Contrast-enhanced mammography: preliminary experiences
Relatively limited availability, radiation exposure, potential allergic reactions to iodinated contrast, and reduced specificity compared to MRI are the main limitations of CEM [51]. The development of AI for CEM is still in a very early phase, and further development is required before techniques can even be tested in a clinical environment, potentially assisting in improving its specificity and reducing radiation exposure.
Preliminary research has explored radiomics-based molecular subtype classification on CEM [52–56]. A study on 386 malignant lesions demonstrated that a DL model using low- and high-energy radiomics features predicted Luminal, HER2+, and triple-negative subtypes in the external dataset with AUC of 0.82, 0.83, and 0.68, respectively [56]. Similarly, in a dataset of 367 pathologically confirmed cases, a model integrating high-energy CEM images achieved an AUC of 0.90 for triple negatives [55].
Of note, a recent study has demonstrated how a DL model can create synthetic contrast-enhanced recombined from DM images. Based on a radiologist-based qualitative analysis, synthetic images closely resembled real contrast-enhanced images. Future work will focus on refining DL architectures, external validation, and investigating contrast dose reduction rather than a potential full elimination [57].
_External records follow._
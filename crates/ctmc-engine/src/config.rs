//! Engine and trial configuration, validation, and error types.
//!
//! [`EngineConfig`] selects how propensities are held between events.
//! [`TrialConfig`] describes one seeded run and is checked by
//! [`validate()`](TrialConfig::validate) before any event is drawn.

use std::error::Error;
use std::fmt;

// ── SelectionStrategy ──────────────────────────────────────────────

/// How the engine obtains propensities and selects the firing channel.
///
/// Both strategies use half-open cumulative intervals and sample the same
/// distribution; they differ only in cost.
#[derive(Clone, Copy, Debug, Default, PartialEq, Eq)]
pub enum SelectionStrategy {
    /// Recompute every rate before each event and scan linearly.
    /// O(N) per event; nothing is cached.
    #[default]
    Direct,
    /// Keep rates in a binary sum tree, refresh only the dependency set
    /// returned by the system, and select by tree descent.
    /// O(|deps| log N) per event.
    Cached,
}

impl fmt::Display for SelectionStrategy {
    fn fmt(&self, f: &mut fmt::Formatter<'_>) -> fmt::Result {
        match self {
            Self::Direct => write!(f, "direct"),
            Self::Cached => write!(f, "cached"),
        }
    }
}

// ── EngineConfig ───────────────────────────────────────────────────

/// Configuration for a [`Simulation`](crate::Simulation).
#[derive(Clone, Debug, PartialEq, Eq)]
pub struct EngineConfig {
    /// Propensity strategy. Default: [`SelectionStrategy::Direct`].
    pub strategy: SelectionStrategy,
    /// After every event, recompute all rates and fail with
    /// `InvariantViolation` if a process outside the reported dependency
    /// set changed. Default: on in debug builds, off in release.
    pub verify_dependencies: bool,
}

impl Default for EngineConfig {
    fn default() -> Self {
        Self {
            strategy: SelectionStrategy::Direct,
            verify_dependencies: cfg!(debug_assertions),
        }
    }
}

impl EngineConfig {
    /// Default configuration with the cached strategy.
    pub fn cached() -> Self {
        Self {
            strategy: SelectionStrategy::Cached,
            ..Self::default()
        }
    }
}

// ── ConfigError ────────────────────────────────────────────────────

/// Errors detected by [`TrialConfig::validate()`] and
/// [`EnsembleConfig::validate()`](crate::EnsembleConfig::validate).
#[derive(Clone, Debug, PartialEq)]
pub enum ConfigError {
    /// Neither a horizon nor an event limit was given; a system with a
    /// birth channel would never stop.
    NoStopCondition,
    /// Horizon is NaN, infinite, or negative.
    InvalidHorizon {
        /// The invalid value.
        value: f64,
    },
    /// `max_events` is zero.
    ZeroEventLimit,
    /// An ensemble was configured with zero trials.
    ZeroTrials,
}

impl fmt::Display for ConfigError {
    fn fmt(&self, f: &mut fmt::Formatter<'_>) -> fmt::Result {
        match self {
            Self::NoStopCondition => {
                write!(f, "trial needs a horizon or an event limit")
            }
            Self::InvalidHorizon { value } => {
                write!(f, "horizon must be finite and non-negative, got {value}")
            }
            Self::ZeroEventLimit => write!(f, "max_events must be at least 1"),
            Self::ZeroTrials => write!(f, "ensemble needs at least one trial"),
        }
    }
}

impl Error for ConfigError {}

// ── TrialConfig ────────────────────────────────────────────────────

/// One seeded run of a simulation.
#[derive(Clone, Debug, PartialEq)]
pub struct TrialConfig {
    /// Seed for the trial's `ChaCha8Rng` stream.
    pub seed: u64,
    /// Stop before the first event after this simulation time.
    pub horizon: Option<f64>,
    /// Stop after this many events.
    pub max_events: Option<u64>,
}

impl TrialConfig {
    /// Validate the stop conditions.
    pub fn validate(&self) -> Result<(), ConfigError> {
        if self.horizon.is_none() && self.max_events.is_none() {
            return Err(ConfigError::NoStopCondition);
        }
        if let Some(h) = self.horizon {
            if !h.is_finite() || h < 0.0 {
                return Err(ConfigError::InvalidHorizon { value: h });
            }
        }
        if self.max_events == Some(0) {
            return Err(ConfigError::ZeroEventLimit);
        }
        Ok(())
    }
}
Large language models in breast imaging
Although the evidence is still limited, large language models (LLMs) can impact breast imaging by aiding decision-making, standardizing reporting, and integrating clinical guidelines. Their multimodal capabilities enable text and image analysis, supporting tumor classification and workflow optimization. Despite outperforming humans in some tasks, they require domain-specific training for reliable clinical integration [58, 59]. While some systems may provide accurate information, current clinical use of LLMs without further training needs to be discouraged.

Summary statement
In breast imaging, several challenges still limit the clinical widespread use of AI algorithms, and even clinically available ones are often not evaluated in real clinical practice. Evidence on the effective use of AI algorithms in mammographic screening is available but is limited on the added diagnostic value for DBT, US and MRI. For all AI applications, real-world trials and long-term impact evaluations are needed, and based on the WHO phases for generating evidence for AI-based medical devices (https://iris.who.int/bitstream/handle/10665/349093/9789240038462-eng.pdf?sequence=1), the status in different modalities is shown in Fig. 1. Based on this, it is not possible to strongly recommend the use of any AI algorithm in breast imaging today. While some AI algorithms may have clinical potential, their use should be regarded as optional. Unless AI is used as a standalone tool for imaging evaluation, the final image interpretation responsibility lies with the radiologist, and available AI tools can only be regarded as a tool to assist the radiologist in this task. As such, it is important to mention that we are of the opinion that radiologists may always overrule AI findings and that there is no need to specify that in the radiological report.

Patient summary
Artificial intelligence (AI) can have a positive impact on breast cancer care. Asymptomatic women would benefit more from AI tools applied to screening mammography or MRI, symptomatic ones to breast US, and breast cancer patients from those applied to MRI and CEM. The main available evidence is on mammographic screening, where improved diagnostic accuracy and significant reductions in radiologists’ workload have been demonstrated. Most of the commercially available products are in this field and are potentially closer to clinics. The main obstacles to their clinical diffusion are the need for more robust data on their clinical impact and regulatory issues.